== Problem description ==
Please list all lines of the material below in which the string "RunState" occurs.

== The input ==

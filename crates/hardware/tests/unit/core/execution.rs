//! # Execution Engine Tests
//!
//! Fetch/decode/execute behaviour: PC advance, LDI/PRN, ALU write-back,
//! halting and the traps the engine raises.

use ls8_core::common::Trap;
use ls8_core::config::Config;
use ls8_core::core::{Cpu, RunState};
use ls8_core::isa::Op;
use ls8_core::isa::opcodes::*;
use ls8_core::soc::CaptureConsole;
use pretty_assertions::assert_eq;

use crate::common::mocks::BrokenConsole;
use crate::common::{ProgramBuilder, TestContext};

#[test]
fn test_reset_state() {
    let ctx = TestContext::new();
    let cpu = ctx.cpu();
    assert_eq!(cpu.pc, 0);
    assert_eq!(cpu.flags.bits(), 0);
    assert_eq!(cpu.state, RunState::Running);
    assert_eq!(cpu.regs.as_slice(), &[0, 0, 0, 0, 0, 0, 0, 0xF4]);
    assert!(cpu.ram.as_slice().iter().all(|&b| b == 0));
}

#[test]
fn test_print8_end_to_end() {
    let mut ctx = TestContext::new().load_program(&[LDI, 0, 8, PRN, 0, HLT]);
    let _ = ctx.run_to_halt();

    assert_eq!(ctx.output(), vec![8]);
    assert_eq!(ctx.console.text(), "8\n");
    assert_eq!(ctx.cpu().pc, 6);
    assert!(ctx.cpu().is_halted());
}

#[test]
fn test_pc_advances_by_one_plus_arity() {
    let image = ProgramBuilder::new()
        .ldi(0, 1) // 3 bytes
        .prn(0) // 2 bytes
        .add(0, 0) // 3 bytes
        .hlt() // 1 byte
        .build();
    let mut ctx = TestContext::new().load_program(&image);

    let expected = [3, 5, 8, 9];
    for pc in expected {
        let _ = ctx.step(1);
        assert_eq!(ctx.cpu().pc, pc);
    }
}

#[test]
fn test_step_reports_what_executed() {
    let mut ctx = TestContext::new().load_program(&[LDI, 2, 42, HLT]);
    let step = ctx.cpu_mut().step().unwrap().unwrap();
    assert_eq!(step.pc, 0);
    assert_eq!(step.op, Op::LoadImmediate);
    assert_eq!(step.instruction.operands(), &[2, 42]);
    assert!(!step.jumped);
    assert_eq!(ctx.reg(2), 42);
}

#[test]
fn test_step_after_halt_is_a_no_op() {
    let mut ctx = TestContext::new().load_program(&[HLT]);
    let _ = ctx.run_to_halt();
    assert_eq!(ctx.cpu_mut().step(), Ok(None));
    assert_eq!(ctx.cpu().pc, 1);
}

#[test]
fn test_cpu_run_counts_retired_instructions() {
    let config = Config::default();
    let mut cpu = Cpu::with_console(&config, Box::new(CaptureConsole::new()));
    cpu.load(&[LDI, 0, 8, PRN, 0, HLT]).unwrap();
    assert_eq!(cpu.run(), Ok(3));
}

#[test]
fn test_ldi_overwrites_register() {
    let image = ProgramBuilder::new().ldi(3, 1).ldi(3, 200).hlt().build();
    let mut ctx = TestContext::new().load_program(&image);
    let _ = ctx.run_to_halt();
    assert_eq!(ctx.reg(3), 200);
}

#[test]
fn test_mult_writes_back_to_first_register() {
    let image = ProgramBuilder::new()
        .ldi(0, 8)
        .ldi(1, 9)
        .mul(0, 1)
        .prn(0)
        .hlt()
        .build();
    let mut ctx = TestContext::new().load_program(&image);
    let _ = ctx.run_to_halt();
    assert_eq!(ctx.output(), vec![72]);
    assert_eq!(ctx.reg(0), 72);
    assert_eq!(ctx.reg(1), 9);
}

#[test]
fn test_add_wraps() {
    let image = ProgramBuilder::new()
        .ldi(0, 200)
        .ldi(1, 100)
        .add(0, 1)
        .hlt()
        .build();
    let mut ctx = TestContext::new().load_program(&image);
    let _ = ctx.run_to_halt();
    assert_eq!(ctx.reg(0), 44);
}

#[test]
fn test_cmp_leaves_registers_untouched() {
    let image = ProgramBuilder::new()
        .ldi(0, 3)
        .ldi(1, 7)
        .cmp(0, 1)
        .hlt()
        .build();
    let mut ctx = TestContext::new().load_program(&image);
    let _ = ctx.run_to_halt();
    assert_eq!(ctx.reg(0), 3);
    assert_eq!(ctx.reg(1), 7);
    assert_eq!(ctx.cpu().flags.bits(), 0b100);
}

#[test]
fn test_bitwise_ops() {
    let image = ProgramBuilder::new()
        .ldi(0, 0b1100)
        .ldi(1, 0b1010)
        .ldi(2, 0b1100)
        .ldi(3, 0b1100)
        .alu(AND, 0, 1)
        .alu(OR, 2, 1)
        .alu(XOR, 3, 1)
        .hlt()
        .build();
    let mut ctx = TestContext::new().load_program(&image);
    let _ = ctx.run_to_halt();
    assert_eq!(ctx.reg(0), 0b1000);
    assert_eq!(ctx.reg(2), 0b1110);
    assert_eq!(ctx.reg(3), 0b0110);
}

#[test]
fn test_unknown_opcode_traps_at_its_address() {
    let mut ctx = TestContext::new().load_program(&[LDI, 0, 1, 0xFF]);
    assert_eq!(
        ctx.run(),
        Err(Trap::UnknownOpcode {
            opcode: 0xFF,
            pc: 3
        })
    );
    assert_eq!(ctx.cpu().pc, 3);
    assert_eq!(ctx.cpu().state, RunState::Running);
    assert_eq!(
        ctx.cpu().fault(),
        Some(&Trap::UnknownOpcode {
            opcode: 0xFF,
            pc: 3
        })
    );
}

#[test]
fn test_trap_is_latched() {
    let image = ProgramBuilder::new().ldi(9, 5).ldi(0, 7).prn(0).hlt().build();
    let mut ctx = TestContext::new().load_program(&image);

    assert_eq!(ctx.sim.tick(), Err(Trap::RegisterOutOfBounds(9)));
    for _ in 0..3 {
        assert_eq!(ctx.sim.tick(), Err(Trap::RegisterOutOfBounds(9)));
    }
    assert_eq!(ctx.cpu_mut().step(), Err(Trap::RegisterOutOfBounds(9)));

    assert!(ctx.output().is_empty());
    assert!(!ctx.cpu().is_halted());
    assert_eq!(ctx.cpu().pc, 3);
    assert_eq!(ctx.reg(0), 0);
    assert_eq!(ctx.sim.stats.instructions_retired, 0);
}

#[test]
fn test_run_after_trap_returns_the_same_trap() {
    let mut ctx = TestContext::new().load_program(&[0xFF]);
    let first = ctx.run();
    assert_eq!(first, Err(Trap::UnknownOpcode { opcode: 0xFF, pc: 0 }));
    assert_eq!(ctx.run(), first);
}

#[test]
fn test_no_fault_after_clean_halt() {
    let mut ctx = TestContext::new().load_program(&[HLT]);
    let _ = ctx.run_to_halt();
    assert_eq!(ctx.cpu().fault(), None);
}

#[test]
fn test_zero_byte_is_unknown() {
    // Running off the end of a program lands on zero-filled memory.
    let mut ctx = TestContext::new().load_program(&[LDI, 0, 1]);
    assert_eq!(
        ctx.run(),
        Err(Trap::UnknownOpcode { opcode: 0, pc: 3 })
    );
}

#[test]
fn test_register_operand_out_of_range_traps() {
    let mut ctx = TestContext::new().load_program(&[LDI, 8, 1, HLT]);
    assert_eq!(ctx.run(), Err(Trap::RegisterOutOfBounds(8)));
}

#[test]
fn test_prn_register_out_of_range_traps() {
    let mut ctx = TestContext::new().load_program(&[PRN, 9, HLT]);
    assert_eq!(ctx.run(), Err(Trap::RegisterOutOfBounds(9)));
    assert!(ctx.output().is_empty());
}

#[test]
fn test_unimplemented_alu_opcode_is_unknown() {
    // DIV is an ALU-group encoding with no handler in the table.
    let mut ctx = TestContext::new().load_program(&[0xA3, 0, 1, HLT]);
    assert_eq!(
        ctx.run(),
        Err(Trap::UnknownOpcode {
            opcode: 0xA3,
            pc: 0
        })
    );
}

#[test]
fn test_console_failure_traps() {
    let config = Config::default();
    let mut cpu = Cpu::with_console(&config, Box::new(BrokenConsole));
    cpu.load(&[LDI, 0, 8, PRN, 0, HLT]).unwrap();
    let err = cpu.run().unwrap_err();
    assert!(matches!(err, Trap::ConsoleFailure(ref msg) if msg.contains("unplugged")));
}

#[test]
fn test_trailing_instruction_at_end_of_memory() {
    // HLT in the last cell needs no operand bytes beyond it.
    let mut image = vec![0; 256];
    image[0] = LDI;
    image[1] = 0;
    image[2] = 255;
    image[3] = JMP;
    image[4] = 0;
    image[255] = HLT;
    let mut ctx = TestContext::new().load_program(&image);
    let _ = ctx.run_to_halt();
    assert_eq!(ctx.cpu().pc, 256);
}

#[test]
fn test_operand_past_end_of_memory_traps() {
    let mut image = vec![0; 256];
    image[0] = LDI;
    image[1] = 0;
    image[2] = 255;
    image[3] = JMP;
    image[4] = 0;
    image[255] = PRN;
    let mut ctx = TestContext::new().load_program(&image);
    assert_eq!(ctx.run(), Err(Trap::AddressOutOfBounds(256)));
}

#[test]
fn test_trace_line_format() {
    let ctx = TestContext::new().load_program(&[LDI, 0, 8, PRN, 0, HLT]);
    assert_eq!(
        ctx.cpu().trace_line(),
        "TRACE: 00 | 82 00 08 | 00 00 00 00 00 00 00 F4"
    );
}

#[test]
fn test_trace_line_past_end_of_memory() {
    let mut ctx = TestContext::new();
    ctx.cpu_mut().pc = 0xFE;
    assert_eq!(
        ctx.cpu().trace_line(),
        "TRACE: FE | 00 00 -- | 00 00 00 00 00 00 00 F4"
    );
}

== Expected answer ==
use ls8_core::core::{Cpu, RunState};
    assert_eq!(cpu.state, RunState::Running);
    assert_eq!(ctx.cpu().state, RunState::Running);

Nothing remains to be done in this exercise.